There has been a lot of debate within healthcare whether such a tradition and policy is possible in health care. Is the surgeon, for example, to be held responsible for anything that happens to his or her patient in the OR - even if the mistake harming a patient was made by a nurse or surgical tech?

While aviation is not perfectly analogous to healthcare - the roles and chain of command are less distinct, and it is sometimes unclear just who is really in charge - the level of reliability and safety achieved by aircraft carriers and commercial airlines is in part a result of the concept of holding the Captain of the ship ultimately responsible for what happens on his watch.

After ten years of helping healthcare adopt the best practices of high reliability organizations (HROs), I believe healthcare institutions that strive to uphold this tradition have a better shot at creating a culture of safety.  Holding the “Captain of the Ship” responsible is a best practice of HROs.

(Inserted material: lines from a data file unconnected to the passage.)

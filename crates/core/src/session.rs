//! The encounter session: one operator, one patient, one consultation record at a time.
//!
//! ```text
//! Empty ──start──▶ Seeded ──change──▶ Dirty ◀──change── Saved
//!                                       │ ──save──────────▶ │
//!                                       └──complete──▶ Completed
//! ```
//!
//! `Completed` is terminal: the patient is deselected and the record dropped. A fresh session
//! is needed for the next encounter.

use crate::change::SectionChange;
use crate::error::{EditorResult, EncounterError, EncounterResult};
use crate::patient::{Patient, PatientRef};
use crate::record::history::HistoryChange;
use crate::record::{ConsultationRecord, SectionId};
use crate::store::{EncounterDocument, EncounterStore};
use crate::validation::{advisories, Advisory, ValidationGate};
use chrono::{DateTime, Utc};
use hims_uuid::EncounterId;
use serde::Serialize;
use std::sync::Arc;

#[derive(Clone, Copy, Debug, PartialEq, Eq, Serialize)]
#[serde(rename_all = "kebab-case")]
pub enum SessionState {
    /// No patient selected.
    Empty,
    /// Patient selected, record seeded, nothing edited yet.
    Seeded,
    /// Edited since the last save.
    Dirty,
    Saved,
    Completed,
}

struct ActiveEncounter {
    id: EncounterId,
    patient: Patient,
    record: ConsultationRecord,
}

/// Owns the active patient and consultation record for one operator.
pub struct EncounterSession {
    store: Arc<dyn EncounterStore>,
    gate: ValidationGate,
    author: String,
    state: SessionState,
    active: Option<ActiveEncounter>,
    last_encounter: Option<EncounterId>,
}

impl EncounterSession {
    /// `author` is the display name stamped on saved documents.
    pub fn new(store: Arc<dyn EncounterStore>, author: impl Into<String>) -> Self {
        Self {
            store,
            gate: ValidationGate::standard(),
            author: author.into(),
            state: SessionState::Empty,
            active: None,
            last_encounter: None,
        }
    }

    pub fn with_gate(self, gate: ValidationGate) -> Self {
        Self { gate, ..self }
    }

    pub fn state(&self) -> SessionState {
        self.state
    }

    pub fn is_dirty(&self) -> bool {
        self.state == SessionState::Dirty
    }

    pub fn author(&self) -> &str {
        &self.author
    }

    pub fn gate(&self) -> &ValidationGate {
        &self.gate
    }

    pub fn patient(&self) -> Option<&Patient> {
        self.active.as_ref().map(|a| &a.patient)
    }

    pub fn record(&self) -> Option<&ConsultationRecord> {
        self.active.as_ref().map(|a| &a.record)
    }

    pub fn encounter_id(&self) -> Option<&EncounterId> {
        self.active.as_ref().map(|a| &a.id)
    }

    /// Selects `patient` and seeds a fresh record from its summary.
    ///
    /// `None` does nothing. Any encounter already open is torn down first and its unsaved
    /// edits are lost.
    pub fn start(&mut self, patient: Option<Patient>) -> EncounterResult<()> {
        let Some(patient) = patient else {
            tracing::debug!("start without a patient ignored");
            return Ok(());
        };
        if self.state == SessionState::Completed {
            return Err(EncounterError::SessionCompleted);
        }

        self.close();

        let id = EncounterId::generate(self.last_encounter.as_ref());
        let record = seeded_record(&patient);
        tracing::info!(encounter_id = %id, patient_id = %patient.id, "encounter started");

        self.last_encounter = Some(id.clone());
        self.active = Some(ActiveEncounter {
            id,
            patient,
            record,
        });
        self.state = SessionState::Seeded;
        Ok(())
    }

    /// Drops the open encounter without completing it.
    pub fn close(&mut self) {
        let Some(active) = self.active.take() else {
            return;
        };
        if self.state == SessionState::Dirty {
            tracing::warn!(encounter_id = %active.id, "discarding unsaved encounter changes");
        } else {
            tracing::info!(encounter_id = %active.id, "encounter closed");
        }
        self.state = SessionState::Empty;
    }

    /// Merges `change` into the slice it names and marks the session dirty.
    pub fn apply_change(&mut self, change: SectionChange) -> EncounterResult<()> {
        let section = change.section();
        let active = self.active_mut()?;
        let record = std::mem::take(&mut active.record);
        active.record = record.apply(change);
        self.state = SessionState::Dirty;
        tracing::debug!(%section, "record changed");
        Ok(())
    }

    /// [`apply_change`](Self::apply_change) for an untyped `(section, field, value)` triple.
    pub fn apply_raw(
        &mut self,
        section: SectionId,
        field: &str,
        value: serde_json::Value,
    ) -> EncounterResult<()> {
        let change = SectionChange::from_parts(section, field, value)?;
        self.apply_change(change)
    }

    /// Runs an editor against the record as it is now and applies what it returns.
    pub fn edit<C: Into<SectionChange>>(
        &mut self,
        edit: impl FnOnce(&ConsultationRecord) -> EditorResult<C>,
    ) -> EncounterResult<()> {
        let change = edit(&self.active_ref()?.record)?;
        self.apply_change(change.into())
    }

    /// Writes the chief complaint to the patient summary and the present illness together.
    pub fn update_chief_complaint(&mut self, text: &str) -> EncounterResult<()> {
        let active = self.active_mut()?;
        active.patient.chief_complaint = Some(text.to_owned());
        let record = std::mem::take(&mut active.record);
        active.record = record.apply(HistoryChange::PresentIllness(text.to_owned()).into());
        self.state = SessionState::Dirty;
        Ok(())
    }

    /// Persists the draft if anything changed since the last save.
    ///
    /// Returns whether a write happened. A failed write leaves the session dirty.
    pub fn save(&mut self) -> EncounterResult<bool> {
        match self.state {
            SessionState::Dirty => {}
            SessionState::Completed => return Err(EncounterError::SessionCompleted),
            SessionState::Empty | SessionState::Seeded | SessionState::Saved => return Ok(false),
        }

        let document = self.document(None)?;
        self.store.save_draft(&document)?;
        self.state = SessionState::Saved;
        tracing::info!(encounter_id = %document.encounter_id, "encounter draft saved");
        Ok(true)
    }

    /// Validates, saves, and commits the encounter, then ends the session.
    ///
    /// On a validation failure nothing changes and the first failing rule is returned. A failed
    /// commit leaves the session open.
    pub fn complete(&mut self) -> EncounterResult<EncounterDocument> {
        let active = self.active_ref()?;
        if let Err(failure) = self.gate.evaluate(&active.record) {
            tracing::warn!(
                encounter_id = %active.id,
                rule = failure.rule_id,
                section = %failure.section,
                "encounter completion blocked"
            );
            return Err(failure.into());
        }

        self.save()?;
        let document = self.document(Some(Utc::now()))?;
        self.store.commit(&document)?;

        self.active = None;
        self.state = SessionState::Completed;
        tracing::info!(encounter_id = %document.encounter_id, "encounter completed");
        Ok(document)
    }

    /// Non-blocking completeness signals for the open record.
    pub fn advisories(&self) -> Vec<Advisory> {
        self.record().map(advisories).unwrap_or_default()
    }

    fn active_ref(&self) -> EncounterResult<&ActiveEncounter> {
        if self.state == SessionState::Completed {
            return Err(EncounterError::SessionCompleted);
        }
        self.active.as_ref().ok_or(EncounterError::NoActiveEncounter)
    }

    fn active_mut(&mut self) -> EncounterResult<&mut ActiveEncounter> {
        if self.state == SessionState::Completed {
            return Err(EncounterError::SessionCompleted);
        }
        self.active.as_mut().ok_or(EncounterError::NoActiveEncounter)
    }

    fn document(&self, completed_at: Option<DateTime<Utc>>) -> EncounterResult<EncounterDocument> {
        let active = self.active_ref()?;
        Ok(EncounterDocument {
            encounter_id: active.id.clone(),
            patient: PatientRef::from(&active.patient),
            record: active.record.clone(),
            author: self.author.clone(),
            saved_at: Utc::now(),
            completed_at,
        })
    }
}

fn seeded_record(patient: &Patient) -> ConsultationRecord {
    let mut record = ConsultationRecord::default();
    record.history.present_illness = patient.chief_complaint.clone().unwrap_or_default();
    record.examination.vital_signs = patient
        .vital_signs
        .clone()
        .map(|vitals| vitals.with_derived_bmi());
    record
}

Whether it is the U.S. Navy, commercial airlines, or a hospital - one thing we know is this: the Captain can’t do it all by himself. There is just too much to monitor and cross check alone. He or she needs the efforts of a well trained team that communicates and collaborates well. If the Captain is going to be held responsible for all outcomes under his command, he will do well to work just as hard at being an effective team leader as he does at his technical skills. The willingness of the team to “have his back” in all situations is directly related to his ability to create and manage an effective team.

Captains, be forewarned. Scream, belittle, ignore, or micromanage at your own peril. Those behaviors leave the needed teamwork stranded at the dock and put your crew members, passengers and patients in peril.

Ultimately they may leave you relieved of your command.